A/N: More House/Cameron randomness that came upon me when I should be finishing all the story ideas I already have. Meh.
Feedback: Is love. Please review!
The little shepherd boy cried, "Wolf!" and laughed at the villagers when they came.
House walked Cameron to her car after dinner, the glow from the restaurant the only thing that brightened the parking lot. Cameron hadn't said a word since his caustic speech before the main course, all her comebacks and psychoanalysis bubbling beneath the surface. He could tell, when she took a deep breath and turned to face him in the dim light, that she'd picked her moment. It made sense—it was easier to talk to someone when you couldn't look them in the eye. "Say that I am damaged, just going after you because you're damaged too. I wouldn't think you'd care, House."
He looked not at her but around her, watching as what little light there was in the parking lot outlined her hair in a halo of pale, soft gold. "I'd just hurt you in the end."
Anger hit him in waves, and he could hear the frustrated edge to her voice as she spoke again. "You think you know me a lot better than you really do."
She turned slightly, and House could just make out her eyes, staring, glaring at him. So, so naïve.
"No, I know you a lot better than you think."
He woke up from the ketamine coma, too groggy and disoriented to even wonder about his leg. He rolled his head to the side. There was Cameron, just as she'd been in his hallucination. "You're pathetic," he rasped.
His voice jerked her attention away from the magazine in her lap, and she sprang into action, checking monitors and readouts before flashing a penlight in his eyes. "Not pathetic, just worried. I think I'm allowed to be worried."
The words took a while to make their way through his muddled mind. "Yeah, worry. Stop trying, Cameron. It's never going to happen. I'd just end up hurting you."
Cameron smiled at him softly. "I think I'm a little stronger than that."
He was half asleep again before her response even processed. "Mmm. Maybe."
Their patient wasn't responding to treatment, his underlings were all being hounded by that stupid detective, and Cameron was pissed at him, again, for some reason he'd already dismissed. He didn't even look up from his Gameboy. "I told you before—you can't actually pierce me with your stare."
Her reply chilled the air in the room. "It's better than killing you.

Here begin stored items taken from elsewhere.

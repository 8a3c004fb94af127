use std::sync::Arc;
use std::time::Duration;

use time::OffsetDateTime;
use url::Url;

use super::{Identity, KeyGenerator, RandomKeyGenerator, Session, SessionState};
use crate::storage::{SessionKeyStorage, SessionStorage};
use crate::{AuthError, AuthResult};

/// Parameters of a freshly validated authorization request.
#[derive(Debug, Clone)]
pub struct NewSession {
    pub connector_id: String,
    pub client_id: String,
    pub client_state: Option<String>,
    pub redirect_url: Url,
    pub scope: Vec<String>,
    pub nonce: Option<String>,
    pub register: bool,
}

/// Drives session state transitions on top of the session and session-key
/// stores.
///
/// Every transition reads the session, checks the source state and writes
/// it back. An expired session reads as absent, so no transition can
/// revive one.
pub struct SessionManager {
    sessions: Arc<dyn SessionStorage>,
    keys: Arc<dyn SessionKeyStorage>,
    generator: Arc<dyn KeyGenerator>,
    session_lifetime: Duration,
    key_lifetime: Duration,
}

impl SessionManager {
    /// Creates a manager using random identifiers.
    pub fn new(
        sessions: Arc<dyn SessionStorage>,
        keys: Arc<dyn SessionKeyStorage>,
        session_lifetime: Duration,
        key_lifetime: Duration,
    ) -> Self {
        Self {
            sessions,
            keys,
            generator: Arc::new(RandomKeyGenerator),
            session_lifetime,
            key_lifetime,
        }
    }

    /// Replaces the identifier source.
    #[must_use]
    pub fn with_generator(mut self, generator: Arc<dyn KeyGenerator>) -> Self {
        self.generator = generator;
        self
    }

    /// How long a pushed key stays valid.
    #[must_use]
    pub fn key_lifetime(&self) -> Duration {
        self.key_lifetime
    }

    /// Creates a session in state `New` and returns its ID.
    ///
    /// # Errors
    ///
    /// Returns an error if the session cannot be stored.
    pub async fn new_session(&self, params: NewSession) -> AuthResult<String> {
        let now = OffsetDateTime::now_utc();
        let session = Session {
            id: self.generator.generate(),
            state: SessionState::New,
            created_at: now,
            expires_at: now + self.session_lifetime,
            client_id: params.client_id,
            client_state: params.client_state,
            redirect_url: params.redirect_url,
            connector_id: params.connector_id,
            identity: None,
            user_id: None,
            register: params.register,
            nonce: params.nonce,
            scope: params.scope,
            groups: Vec::new(),
        };

        self.sessions.create(&session).await?;
        tracing::debug!(
            session_id = %session.id,
            client_id = %session.client_id,
            connector_id = %session.connector_id,
            "session created"
        );
        Ok(session.id)
    }

    /// Pushes a new one-time key for the session and returns it.
    ///
    /// # Errors
    ///
    /// Returns an error if the key cannot be stored.
    pub async fn new_session_key(&self, session_id: &str) -> AuthResult<String> {
        let key = self.generator.generate();
        self.keys.push(&key, session_id, self.key_lifetime).await?;
        Ok(key)
    }

    /// Pops a one-time key and returns the session ID it pointed at.
    ///
    /// # Errors
    ///
    /// Returns `AuthError::NotFound` if the key is unknown, already used or
    /// expired.
    pub async fn exchange_key(&self, key: &str) -> AuthResult<String> {
        self.keys
            .pop(key)
            .await?
            .ok_or_else(|| AuthError::not_found("session key"))
    }

    /// Loads a live session.
    ///
    /// # Errors
    ///
    /// Returns `AuthError::NotFound` if the session is missing or expired.
    pub async fn get(&self, session_id: &str) -> AuthResult<Session> {
        self.sessions
            .get(session_id)
            .await?
            .ok_or_else(|| AuthError::not_found(format!("session {session_id}")))
    }

    /// Binds a remote identity. Requires state `New`.
    ///
    /// # Errors
    ///
    /// Returns `AuthError::InvalidState` from any other state.
    pub async fn attach_remote_identity(
        &self,
        session_id: &str,
        identity: Identity,
    ) -> AuthResult<Session> {
        let mut session = self.get(session_id).await?;
        expect_state(&session, SessionState::New)?;
        session.identity = Some(identity);
        session.state = SessionState::Identified;
        self.sessions.update(&session).await?;
        Ok(session)
    }

    /// Binds a local user. Requires state `Identified`.
    ///
    /// # Errors
    ///
    /// Returns `AuthError::InvalidState` from any other state.
    pub async fn attach_user(&self, session_id: &str, user_id: &str) -> AuthResult<Session> {
        let mut session = self.get(session_id).await?;
        expect_state(&session, SessionState::Identified)?;
        session.user_id = Some(user_id.to_string());
        session.state = SessionState::Authenticated;
        self.sessions.update(&session).await?;
        Ok(session)
    }

    /// Records group memberships.
    ///
    /// # Errors
    ///
    /// Returns `AuthError::InvalidState` if the session is dead.
    pub async fn add_groups(&self, session_id: &str, groups: Vec<String>) -> AuthResult<Session> {
        let mut session = self.get(session_id).await?;
        if session.state == SessionState::Dead {
            return Err(AuthError::invalid_state("session is dead"));
        }
        session.groups = groups;
        self.sessions.update(&session).await?;
        Ok(session)
    }

    /// Marks the session `Dead` and returns it as it was before.
    ///
    /// # Errors
    ///
    /// Returns `AuthError::NotFound` if the session is missing or expired.
    pub async fn kill(&self, session_id: &str) -> AuthResult<Session> {
        let before = self.get(session_id).await?;
        if before.state != SessionState::Dead {
            let mut dead = before.clone();
            dead.state = SessionState::Dead;
            self.sessions.update(&dead).await?;
        }
        Ok(before)
    }

    /// Purges expired or dead sessions and expired keys.
    ///
    /// # Errors
    ///
    /// Returns an error if either store fails.
    pub async fn purge(&self) -> AuthResult<(u64, u64)> {
        let sessions = self.sessions.purge().await?;
        let keys = self.keys.purge().await?;
        Ok((sessions, keys))
    }
}

fn expect_state(session: &Session, expected: SessionState) -> AuthResult<()> {
    if session.state == expected {
        Ok(())
    } else {
        Err(AuthError::invalid_state(format!(
            "session {} is {}, expected {expected}",
            session.id, session.state
        )))
    }
}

House, I can't believe—"
He threw the videogame down. "Oh, really? You can't believe I did something that might be a little illegal, or unethical, or just plain mean? I thought I'd taught you better by now, Cameron. I hurt people. I'd hurt you, too."
They stared at each other, the seconds stretching on in silence. Cameron finally looked away first, an indescribable emotion that House had never seen from her before flashing in her eyes. "Maybe you would."
House fingered the pack of cigarettes in his hands, turning it over and over as he did his cane. Trading one vice for another. Rehab was a strange place.
He looked up at the other person in his room, leaning against the door. "You didn't have to come."
Cameron scoffed. "I know that, House. I just wanted to see how you were doing, see if you needed anything."
Feeling the opportunity, he slid into the well-worn routine. He'd snark, she'd parry. It was the only familiar thing in his upside down world. "Yeah, right. You just wanted to see if you could get into my pants. It'll never happen, Cameron. I'd just hurt you in the end."
She just stared at him, a sad smile curling up the corners of her lips, that strange emotion in her eyes again. He recognized it now, finally.
Resignation. Surrender.
Quirking an eyebrow, she replied, so, so softly. "And you haven't already?"
And when the wolf truly came, no one believed the little shepherd boy's cries.